CodePudding user response:
I prefer using the xml2 package instead of the XML package, I find the syntax easier to use.
Here is non compact answer but it gets the job done. The code's comments explain the process step by step.
library(xml2)
library(dplyr)
library(stringr)
page <- read_xml("<question>
<text>Just text</text>
<text>Text with reaction<italic>Reaction</italic></text>
</question>")
#find the lines of text
textchunks <- xml_find_all(page, ".//text")
#get the plain text
text <- textchunks %>% xml_text()
#get the plain text of the italic portions
italic <- textchunks %>% xml_find_first( ".//italic") %>% xml_text()
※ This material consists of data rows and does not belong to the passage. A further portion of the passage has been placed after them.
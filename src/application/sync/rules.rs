//! Rule generation from `_standards/` and the meta documents

use std::path::{Path, PathBuf};

use crate::domain::ports::{FileSystem, FsResult};
use crate::domain::services::{rule_converter, rule_file_name, META_DOCUMENTS};
use crate::domain::value_objects::is_markdown;

/// One document to convert into a rule
#[derive(Debug, Clone, PartialEq, Eq)]
pub(crate) struct RuleDocument {
    pub path: PathBuf,
    /// File name inside `rules/`
    pub rule_name: String,
}

impl RuleDocument {
    fn new(path: PathBuf, source_name: &str) -> Self {
        Self {
            path,
            rule_name: rule_file_name(source_name),
        }
    }

    /// Label used in logs and failures
    pub fn label(&self) -> String {
        format!("rules/{}", self.rule_name)
    }
}

/// Markdown files directly inside `standards_dir`, sorted by name
pub(crate) fn standards_documents<F: FileSystem + ?Sized>(
    fs: &F,
    standards_dir: &Path,
) -> FsResult<Vec<RuleDocument>> {
    Ok(fs
        .list(standards_dir)?
        .into_iter()
        .filter(|e| !e.is_dir && is_markdown(&e.name))
        .map(|e| RuleDocument::new(standards_dir.join(&e.name), &e.name))
        .collect())
}

/// Meta documents present at the factory root
pub(crate) fn meta_documents<F: FileSystem + ?Sized>(fs: &F, source: &Path) -> Vec<RuleDocument> {
    META_DOCUMENTS
        .iter()
        .map(|name| (source.join(name), *name))
        .filter(|(path, _)| fs.is_file(path))
        .map(|(path, name)| RuleDocument::new(path, name))
        .collect()
}

/// Convert `doc` and write it into `rules_dir`
pub(crate) fn write_rule<F: FileSystem + ?Sized>(
    fs: &F,
    doc: &RuleDocument,
    rules_dir: &Path,
) -> FsResult<()> {
    let bytes = fs.read(&doc.path)?;
    let content = String::from_utf8_lossy(&bytes);
    let rule = rule_converter::convert(&content);
    fs.write(&rules_dir.join(&doc.rule_name), rule.as_bytes())
}

#[cfg(test)]
mod tests {
    use super::*;
    use crate::infrastructure::fs::MemoryFs;

    #[test]
    fn standards_are_markdown_files_only() {
        let fs = MemoryFs::new();
        fs.add_file("/f/_standards/GIT.md", "# Git");
        fs.add_file("/f/_standards/TDD.md", "# TDD");
        fs.add_file("/f/_standards/diagram.png", "png");
        fs.add_file("/f/_standards/nested/X.md", "# X");

        let docs = standards_documents(&fs, Path::new("/f/_standards")).unwrap();
        let names: Vec<&str> = docs.iter().map(|d| d.rule_name.as_str()).collect();
        assert_eq!(names, vec!["git.md", "tdd.md"]);
    }

    #[test]
    fn meta_documents_only_when_present() {
        let fs = MemoryFs::new();
        fs.add_file("/f/PIPELINE.md", "# Pipeline");

        let docs = meta_documents(&fs, Path::new("/f"));
        assert_eq!(docs.len(), 1);
        assert_eq!(docs[0].rule_name, "pipeline.md");
        assert_eq!(docs[0].label(), "rules/pipeline.md");
    }

    #[test]
    fn write_rule_prepends_metadata() {
        let fs = MemoryFs::new();
        fs.add_file("/f/TEAM.md", "# The Team\nroster\n");

        let doc = RuleDocument::new(PathBuf::from("/f/TEAM.md"), "TEAM.md");
        write_rule(&fs, &doc, Path::new("/p/.agent/rules")).unwrap();

        assert_eq!(
            fs.contents("/p/.agent/rules/team.md").as_deref(),
            Some("---\ndescription: The Team\n---\n\n# The Team\nroster\n")
        );
    }
}
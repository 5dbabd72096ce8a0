pub mod header;
pub mod summary;
//! Local File System Implementation
//!
//! Implements the FileSystem port for local disk operations.

use std::io::Write;
use std::path::Path;

use tempfile::NamedTempFile;

use crate::domain::ports::{DirEntry, FileSystem, FsError, FsResult};

/// Local file system implementation
///
/// Writes are atomic: content goes to a temp file in the destination
/// directory, which is then renamed over the target. The replaced file keeps
/// its permission bits; new files are created `0644` on Unix.
#[derive(Debug, Clone, Copy, Default)]
pub struct LocalFs;

impl LocalFs {
    /// Create a new LocalFs instance
    pub fn new() -> Self {
        Self
    }
}

impl FileSystem for LocalFs {
    fn read(&self, path: &Path) -> FsResult<Vec<u8>> {
        std::fs::read(path).map_err(|e| FsError::from_io(path, e))
    }

    fn write(&self, path: &Path, content: &[u8]) -> FsResult<()> {
        let parent = match path.parent() {
            Some(p) if !p.as_os_str().is_empty() => p,
            _ => Path::new("."),
        };
        std::fs::create_dir_all(parent).map_err(|e| FsError::from_io(parent, e))?;

        let mut tmp = NamedTempFile::new_in(parent).map_err(|e| FsError::from_io(parent, e))?;
        tmp.write_all(content)
            .map_err(|e| FsError::from_io(path, e))?;
        if let Some(permissions) = permissions_for(path) {
            tmp.as_file()
                .set_permissions(permissions)
                .map_err(|e| FsError::from_io(path, e))?;
        }
        tmp.persist(path).map_err(|e| FsError::from_io(path, e.error))?;
        Ok(())
    }

    fn list(&self, dir: &Path) -> FsResult<Vec<DirEntry>> {
        let metadata = std::fs::metadata(dir).map_err(|e| FsError::from_io(dir, e))?;
        if !metadata.is_dir() {
            return Err(FsError::NotADirectory(dir.to_path_buf()));
        }

        let mut entries = Vec::new();
        for entry in std::fs::read_dir(dir).map_err(|e| FsError::from_io(dir, e))? {
            let entry = entry.map_err(|e| FsError::from_io(dir, e))?;
            let path = entry.path();
            // Follow symlinks so linked unit directories count as directories
            let is_dir = path.is_dir();
            entries.push(DirEntry {
                name: entry.file_name().to_string_lossy().into_owned(),
                is_dir,
            });
        }
        entries.sort_by(|a, b| a.name.cmp(&b.name));
        Ok(entries)
    }

    fn remove(&self, path: &Path) -> FsResult<()> {
        let metadata = match std::fs::symlink_metadata(path) {
            Ok(m) => m,
            Err(e) if e.kind() == std::io::ErrorKind::NotFound => return Ok(()),
            Err(e) => return Err(FsError::from_io(path, e)),
        };
        let result = if metadata.is_dir() {
            std::fs::remove_dir_all(path)
        } else {
            std::fs::remove_file(path)
        };
        result.map_err(|e| FsError::from_io(path, e))
    }

    fn exists(&self, path: &Path) -> bool {
        path.exists()
    }

    fn is_dir(&self, path: &Path) -> bool {
        path.is_dir()
    }

    fn create_dir_all(&self, path: &Path) -> FsResult<()> {
        std::fs::create_dir_all(path).map_err(|e| FsError::from_io(path, e))
    }

    fn size(&self, path: &Path) -> FsResult<u64> {
        std::fs::metadata(path)
            .map(|m| m.len())
            .map_err(|e| FsError::from_io(path, e))
    }

    fn rename(&self, from: &Path, to: &Path) -> FsResult<()> {
        std::fs::rename(from, to).map_err(|e| FsError::from_io(from, e))
    }

    fn is_file(&self, path: &Path) -> bool {
        path.is_file()
    }

    fn copy_permissions(&self, from: &Path, to: &Path) -> FsResult<()> {
        let permissions = std::fs::metadata(from)
            .map_err(|e| FsError::from_io(from, e))?
            .permissions();
        std::fs::set_permissions(to, permissions).map_err(|e| FsError::from_io(to, e))
    }
}

/// Mode for the temp file that replaces `path`: the current file's, or the
/// default for new files. Temp files start out owner-only.
fn permissions_for(path: &Path) -> Option<std::fs::Permissions> {
    if let Ok(metadata) = std::fs::metadata(path) {
        return Some(metadata.permissions());
    }
    default_permissions()
}

#[cfg(unix)]
fn default_permissions() -> Option<std::fs::Permissions> {
    use std::os::unix::fs::PermissionsExt;
    Some(std::fs::Permissions::from_mode(0o644))
}

#[cfg(not(unix))]
fn default_permissions() -> Option<std::fs::Permissions> {
    None
}

#[cfg(test)]
mod tests {
    use super::*;
    use tempfile::tempdir;

    #[test]
    fn local_fs_write_and_read() {
        let dir = tempdir().unwrap();
        let file = dir.path().join("test.txt");
        let fs = LocalFs::new();

        fs.write(&file, b"hello world").unwrap();
        let content = fs.read_to_string(&file).unwrap();

        assert_eq!(content, "hello world");
    }

    #[test]
    fn local_fs_write_creates_parent_dirs() {
        let dir = tempdir().unwrap();
        let file = dir.path().join("nested").join("dir").join("test.txt");
        let fs = LocalFs::new();

        fs.write(&file, b"content").unwrap();

        assert!(file.exists());
    }

    #[test]
    fn local_fs_write_overwrites_and_leaves_no_temp_files() {
        let dir = tempdir().unwrap();
        let file = dir.path().join("a.md");
        let fs = LocalFs::new();

        fs.write(&file, b"Original").unwrap();
        fs.write(&file, b"Replaced").unwrap();

        assert_eq!(std::fs::read_to_string(&file).unwrap(), "Replaced");
        let names: Vec<String> = fs
            .list(dir.path())
            .unwrap()
            .into_iter()
            .map(|e| e.name)
            .collect();
        assert_eq!(names, vec!["a.md"]);
    }

    #[test]
    fn local_fs_list_is_sorted_and_typed() {
        let dir = tempdir().unwrap();
        let fs = LocalFs::new();
        fs.write(&dir.path().join("b.md"), b"b").unwrap();
        fs.write(&dir.path().join("a.md"), b"a").unwrap();
        fs.create_dir_all(&dir.path().join("c")).unwrap();

        let entries = fs.list(dir.path()).unwrap();
        assert_eq!(
            entries,
            vec![DirEntry::file("a.md"), DirEntry::file("b.md"), DirEntry::dir("c")]
        );
    }

    #[test]
    fn local_fs_list_missing_dir_is_not_found() {
        let dir = tempdir().unwrap();
        let err = LocalFs::new().list(&dir.path().join("nope")).unwrap_err();
        assert!(err.is_not_found());
    }

    #[test]
    fn local_fs_remove_tree_and_missing() {
        let dir = tempdir().unwrap();
        let fs = LocalFs::new();
        let tree = dir.path().join("unit");
        fs.write(&tree.join("deep").join("x.md"), b"x").unwrap();

        fs.remove(&tree).unwrap();
        assert!(!tree.exists());

        // Removing again is fine
        fs.remove(&tree).unwrap();
    }

    #[test]
    fn local_fs_size_and_rename() {
        let dir = tempdir().unwrap();
        let fs = LocalFs::new();
        let from = dir.path().join("staging");
        let to = dir.path().join("final");
        fs.write(&from.join("f.txt"), b"12345").unwrap();

        fs.rename(&from, &to).unwrap();

        assert!(!fs.exists(&from));
        assert!(fs.is_dir(&to));
        assert_eq!(fs.size(&to.join("f.txt")).unwrap(), 5);
    }

    #[cfg(unix)]
    fn mode(path: &Path) -> u32 {
        use std::os::unix::fs::PermissionsExt;
        std::fs::metadata(path).unwrap().permissions().mode() & 0o777
    }

    #[cfg(unix)]
    #[test]
    fn local_fs_new_files_are_world_readable() {
        let dir = tempdir().unwrap();
        let file = dir.path().join("SKILL.md");

        LocalFs::new().write(&file, b"# Alpha").unwrap();

        assert_eq!(mode(&file), 0o644);
    }

    #[cfg(unix)]
    #[test]
    fn local_fs_overwrite_keeps_mode() {
        use std::os::unix::fs::PermissionsExt;
        let dir = tempdir().unwrap();
        let file = dir.path().join("run.sh");
        std::fs::write(&file, "echo one").unwrap();
        std::fs::set_permissions(&file, std::fs::Permissions::from_mode(0o755)).unwrap();

        LocalFs::new().write(&file, b"echo two").unwrap();

        assert_eq!(mode(&file), 0o755);
        assert_eq!(std::fs::read_to_string(&file).unwrap(), "echo two");
    }

    #[cfg(unix)]
    #[test]
    fn local_fs_copy_permissions() {
        use std::os::unix::fs::PermissionsExt;
        let dir = tempdir().unwrap();
        let from = dir.path().join("run.sh");
        let to = dir.path().join("copy.sh");
        std::fs::write(&from, "echo").unwrap();
        std::fs::set_permissions(&from, std::fs::Permissions::from_mode(0o750)).unwrap();
        let fs = LocalFs::new();
        fs.write(&to, b"echo").unwrap();

        fs.copy_permissions(&from, &to).unwrap();

        assert_eq!(mode(&to), 0o750);
        assert!(fs.copy_permissions(&dir.path().join("nope"), &to).unwrap_err().is_not_found());
    }

    #[test]
    fn local_fs_read_missing_maps_to_not_found() {
        let dir = tempdir().unwrap();
        let err = LocalFs::new().read(&dir.path().join("missing")).unwrap_err();
        assert!(err.is_not_found());
        assert!(err.to_string().contains("missing"));
    }
}
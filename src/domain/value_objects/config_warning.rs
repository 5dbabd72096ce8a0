//! Configuration warning value object.

use std::fmt;
use std::path::PathBuf;

/// Non-fatal configuration problem, e.g. an unknown key in config.toml.
#[derive(Debug, Clone, PartialEq, Eq)]
pub struct ConfigWarning {
    /// The unknown key (last path segment)
    pub key: String,
    pub file: PathBuf,
    /// 1-indexed
    pub line: Option<usize>,
    /// Closest known key, if any is near enough
    pub suggestion: Option<String>,
}

impl fmt::Display for ConfigWarning {
    fn fmt(&self, f: &mut fmt::Formatter<'_>) -> fmt::Result {
        write!(f, "unknown config key '{}' in {}", self.key, self.file.display())?;
        if let Some(line) = self.line {
            write!(f, ":{line}")?;
        }
        if let Some(suggestion) = &self.suggestion {
            write!(f, " (did you mean '{suggestion}'?)")?;
        }
        Ok(())
    }
}
#![no_main]

use libfuzzer_sys::fuzz_target;

fuzz_target!(|data: &[u8]| {
    if let Ok(content) = std::str::from_utf8(data) {
        // Config parsing should never panic
        let _ = toml::from_str::<skill_factory::FactoryConfig>(content);
    }
});
//! Scripted prompter for tests and non-interactive runs

use std::collections::VecDeque;
use std::sync::Mutex;

use crate::domain::ports::Prompter;

/// Answers from a script and records every prompt it was asked.
///
/// Once the queued answers run out, the fallback answer is used.
#[derive(Debug)]
pub struct ScriptedPrompter {
    answers: Mutex<VecDeque<bool>>,
    fallback: bool,
    calls: Mutex<Vec<String>>,
}

impl ScriptedPrompter {
    /// Always answer `answer`
    pub fn always(answer: bool) -> Self {
        Self::with_answers(Vec::new(), answer)
    }

    /// Answer from `answers` in order, then `fallback`
    pub fn with_answers(answers: impl IntoIterator<Item = bool>, fallback: bool) -> Self {
        Self {
            answers: Mutex::new(answers.into_iter().collect()),
            fallback,
            calls: Mutex::new(Vec::new()),
        }
    }

    /// Prompts received so far, oldest first
    pub fn calls(&self) -> Vec<String> {
        self.calls
            .lock()
            .unwrap_or_else(std::sync::PoisonError::into_inner)
            .clone()
    }

    pub fn call_count(&self) -> usize {
        self.calls
            .lock()
            .unwrap_or_else(std::sync::PoisonError::into_inner)
            .len()
    }
}

impl Prompter for ScriptedPrompter {
    fn confirm(&self, prompt: &str) -> bool {
        self.calls
            .lock()
            .unwrap_or_else(std::sync::PoisonError::into_inner)
            .push(prompt.to_string());
        self.answers
            .lock()
            .unwrap_or_else(std::sync::PoisonError::into_inner)
            .pop_front()
            .unwrap_or(self.fallback)
    }
}
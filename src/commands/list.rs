use std::path::Path;

use anyhow::Result;
use skill_factory::application::inventory;
use skill_factory::LocalFs;

use super::Workspace;
use crate::ui::blocks::header::CommandHeader;
use crate::ui::context::UiContext;
use crate::ui::json::{emit, CompleteEvent, StartEvent};
use crate::ui::primitives::icon::Icon;
use crate::ui::views::inventory::render_inventory;

pub fn cmd_list(config_path: Option<&Path>, json: bool, verbose: u8) -> Result<()> {
    let ui = UiContext::new(json, verbose);
    let ws = Workspace::load(config_path, &ui)?;
    let skills_dir = ws.project_target().join("skills");

    let entries = inventory(
        &LocalFs::new(),
        &ws.config.source,
        &skills_dir,
        &ws.config.marker_file,
    )?;

    if json {
        emit(&StartEvent::new("list"))?;
        emit(&CompleteEvent::new("list", true, &entries))?;
        return Ok(());
    }

    let mut header = CommandHeader::new(Icon::List, "Skill Inventory");
    header.add("Factory", ws.config.source.display().to_string());
    print!("{}", header.render(ui.color, ui.unicode));
    println!();
    print!("{}", render_inventory(&entries, ui.color, ui.unicode));
    Ok(())
}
answer <- data.frame(text, italic)
#replace the italic in the orignal text with nothing
answer$text <- if_else(is.na(answer$italic), answer$text, stringr::str_replace(answer$text, answer$italic, ""))
answer
# text italic
# 1 Just text <NA>
# 2 Text with reaction Reaction
This does assume only 1 block per code and the italic block does not match within the plain text portion.